There are many variations between these two extremes. Typically there will be one or two analyzers used for continuous monitoring and additional tools, like Wireshark, might be deployed for troubleshooting when the continuous monitoring tools detect anomalies.

This article will demonstrate how to forward sFlow using sFlow-RT.

Download and install and install the software and configure the sFlow agents to stream telemetry to the sFlow-RT instance.
The sFlow-RT status page, accessible on HTTP port 8008, can be used to verify that sFlow is being received from the agents. Click on the API option then click on the Open REST API Explorer button to access documentation on the sFlow-RT REST API.

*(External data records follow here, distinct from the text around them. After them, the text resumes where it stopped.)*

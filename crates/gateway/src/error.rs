//! Gateway error types

use netmap_core::NetmapError;
use thiserror::Error;

/// Errors raised by a remote store call
#[derive(Debug, Clone, PartialEq, Eq, Error)]
pub enum GatewayError {
    /// The request never got an answer (connect failure, timeout, ...)
    #[error("Network error: {0}")]
    Network(String),

    /// The store answered with a non-success status
    #[error("HTTP {0} error: {1}")]
    Http(u16, String),

    /// The response body could not be decoded into rows
    #[error("Decode error: {0}")]
    Decode(String),

    /// An update or delete matched no row (e.g. a transient id)
    #[error("No row with id '{id}' in table '{table}'")]
    NotFound { table: String, id: String },
}

impl GatewayError {
    pub fn not_found(table: impl Into<String>, id: impl Into<String>) -> Self {
        GatewayError::NotFound {
            table: table.into(),
            id: id.into(),
        }
    }

    /// HTTP status of the failure, if the store answered at all
    pub fn status(&self) -> Option<u16> {
        match self {
            GatewayError::Http(code, _) => Some(*code),
            GatewayError::NotFound { .. } => Some(404),
            _ => None,
        }
    }
}

impl From<GatewayError> for NetmapError {
    fn from(err: GatewayError) -> Self {
        NetmapError::Remote(err.to_string())
    }
}

/// Result type for remote store operations
pub type GatewayResult<T> = Result<T, GatewayError>;

#[cfg(test)]
mod tests {
    use super::*;

    #[test]
    fn test_display() {
        assert_eq!(
            GatewayError::Http(409, "duplicate key".into()).to_string(),
            "HTTP 409 error: duplicate key"
        );
        assert_eq!(
            GatewayError::not_found("devices", "1700000000000").to_string(),
            "No row with id '1700000000000' in table 'devices'"
        );
    }

    #[test]
    fn test_status() {
        assert_eq!(GatewayError::Http(500, String::new()).status(), Some(500));
        assert_eq!(GatewayError::not_found("devices", "x").status(), Some(404));
        assert_eq!(GatewayError::Network("refused".into()).status(), None);
    }

    #[test]
    fn test_into_netmap_error() {
        let err: NetmapError = GatewayError::Network("refused".into()).into();
        assert!(err.is_remote());
        assert_eq!(err.to_string(), "Remote store error: Network error: refused");
    }
}
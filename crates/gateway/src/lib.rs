//! # netmap gateway
//!
//! Persistence for the topology editor.
//!
//! - [`RemoteStore`]: one async request/response call per table operation
//! - [`RestStore`]: the hosted PostgREST implementation
//! - [`MemoryStore`]: an in-process implementation for offline use and tests
//! - [`Gateway`]: the contract callers use (create/read swallow failures,
//!   update/delete propagate them)
//!

pub mod config;
pub mod error;
pub mod gateway;
pub mod memory;
pub mod rest;
pub mod store;

pub use config::StoreConfig;
pub use error::{GatewayError, GatewayResult};
pub use gateway::Gateway;
pub use memory::{MemoryStore, Operation};
pub use rest::RestStore;
pub use store::{RemoteSnapshot, RemoteStore, Table};

/// Crate version
pub const VERSION: &str = env!("CARGO_PKG_VERSION");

The following REST API call creates a forwarding session, SessionA, directing a stream of sFlow to analyzer 10.0.0.30:
curl -H "Content-Type:application/json" -X PUT --data '{"address":"10.0.0.30"}' \
http://127.0.0.1:8008/forwarding/SessionA/json
Create a second session, SessionB, to a non-standard port, 7343:
curl -H "Content-Type:application/json" \
-X PUT --data '{"address":"10.0.0.30","port":7343}' \
http://127.0.0.1:8008/forwarding/SessionB/json
Create a third session, SessionC, to forward sFlow from selected agent, 10.0.0.254:
curl -H "Content-Type:application/json" \
-X PUT --data '{"address":"10.0.0.30","port":8343,"agents":["10.0.0.254"]}' \
http://127.0.0.1:8008/forwarding/SessionC/json
See the all forwarding sessions:
curl http://127.0.0.1:8008/forwarding/json
Delete forwarding session, SessionB:
curl -X DELETE http://127.0.0.1:8008/forwarding/SessionB/json
In addition, sFlow-RT supports the complex filtering and forwarding operations needed stream per-tenant views of the sFlow telemetry in a shared network, see Multi-tenant sFlow.

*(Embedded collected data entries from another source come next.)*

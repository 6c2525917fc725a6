//! Intent dispatch
//!
//! Every UI event maps onto exactly one [`Intent`]. Intents are serde-tagged
//! so a front end (or a replay script) can hand them over as JSON.

use crate::session::{EditSession, EditSessionController};
use crate::state::CanvasSnapshot;
use crate::sync::SyncLayer;
use netmap_core::{NetmapError, NetmapResult, NoticeLog};
use netmap_gateway::{Gateway, RemoteStore};
use netmap_model::{DeviceData, ElementId, GroupData, NodeData};
use serde::{Deserialize, Serialize};
use tracing::debug;

/// A user action on the topology
#[derive(Debug, Clone, PartialEq, Serialize, Deserialize)]
#[serde(tag = "intent", rename_all = "kebab-case")]
pub enum Intent {
    AddDevice { device: DeviceData },
    AddGroup { group: GroupData },
    Connect { source: ElementId, target: ElementId },
    OpenEdit { node: ElementId },
    SaveEdit { edit: NodeData },
    CancelEdit,
    DeleteEntity { node: ElementId },
    DeleteConnection { edge: ElementId },
    Reload,
    ToggleConnectionMode,
    MapDeviceToGroup { device: ElementId, group: ElementId },
}

impl Intent {
    /// Parse one intent per non-blank line, skipping `#` comments
    pub fn parse_lines(script: &str) -> NetmapResult<Vec<Intent>> {
        script
            .lines()
            .map(str::trim)
            .filter(|line| !line.is_empty() && !line.starts_with('#'))
            .map(|line| serde_json::from_str::<Intent>(line).map_err(NetmapError::from))
            .collect()
    }
}

/// What a dispatched intent produced
#[derive(Debug, Clone, PartialEq)]
pub enum Outcome {
    /// A node or edge was placed on the canvas under this id
    Created(ElementId),
    /// The edit session changed
    Session(EditSession),
    /// A mapping row was stored (or not, if the store refused it)
    Mapped(Option<String>),
    /// Connection mode is now on or off
    ConnectionMode(bool),
    Done,
}

/// The editor core: canvas, sync and the single edit session
pub struct NetworkEditor<S> {
    sync: SyncLayer<S>,
    session: EditSessionController,
}

impl<S: RemoteStore> NetworkEditor<S> {
    pub fn new(store: S) -> Self {
        Self::with_gateway(Gateway::new(store, NoticeLog::new()))
    }

    pub fn with_gateway(gateway: Gateway<S>) -> Self {
        Self {
            sync: SyncLayer::new(gateway),
            session: EditSessionController::new(),
        }
    }

    pub fn sync(&self) -> &SyncLayer<S> {
        &self.sync
    }

    pub fn sync_mut(&mut self) -> &mut SyncLayer<S> {
        &mut self.sync
    }

    pub fn session(&self) -> &EditSession {
        self.session.session()
    }

    pub fn snapshot(&self) -> CanvasSnapshot {
        self.sync.snapshot()
    }

    pub fn notices(&self) -> &NoticeLog {
        self.sync.notices()
    }

    /// Run one intent to completion
    pub async fn dispatch(&mut self, intent: Intent) -> NetmapResult<Outcome> {
        debug!("Dispatching {:?}", intent);
        let outcome = match intent {
            Intent::AddDevice { device } => Outcome::Created(self.sync.add_device(device).await?),
            Intent::AddGroup { group } => Outcome::Created(self.sync.add_group(group).await?),
            Intent::Connect { source, target } => {
                Outcome::Created(self.sync.connect(&source, &target).await?)
            }
            Intent::OpenEdit { node } => {
                let session = self.session.open(&node, self.sync.canvas())?;
                Outcome::Session(session.clone())
            }
            Intent::SaveEdit { edit } => {
                self.session.save(&mut self.sync, edit).await?;
                Outcome::Session(self.session.session().clone())
            }
            Intent::CancelEdit => {
                self.session.cancel();
                Outcome::Session(EditSession::Closed)
            }
            Intent::DeleteEntity { node } => {
                if self.session.session().node_id() == Some(&node) {
                    self.session.delete(&mut self.sync).await?;
                } else {
                    self.sync.delete_node(&node).await?;
                }
                Outcome::Done
            }
            Intent::DeleteConnection { edge } => {
                self.sync.delete_connection(&edge).await?;
                Outcome::Done
            }
            Intent::Reload => {
                self.sync.load_all().await?;
                self.session.close_if_missing(self.sync.canvas());
                Outcome::Done
            }
            Intent::ToggleConnectionMode => {
                Outcome::ConnectionMode(self.sync.toggle_connection_mode())
            }
            Intent::MapDeviceToGroup { device, group } => {
                Outcome::Mapped(self.sync.map_device_to_group(&device, &group).await?)
            }
        };
        self.session.close_if_missing(self.sync.canvas());
        Ok(outcome)
    }

    /// Run intents in order, stopping at the first error
    pub async fn replay(&mut self, intents: Vec<Intent>) -> NetmapResult<Vec<Outcome>> {
        let mut outcomes = Vec::with_capacity(intents.len());
        for intent in intents {
            outcomes.push(self.dispatch(intent).await?);
        }
        Ok(outcomes)
    }
}

// ============================================================================
// Tests
// ============================================================================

Finally, the streaming analytics capabilities of sFlow-RT can be used to simultaneously deliver metrics to time series databases (e.g. Prometheus and Grafana), send events to SIEM tools like Splunk or Logstash (e.g. Exporting events using syslog), and export flow data (e.g. sFlow to IPFIX/NetFlow) while also running embedded applications to visualize data, mitigate DDoS attacks, and optimize routing.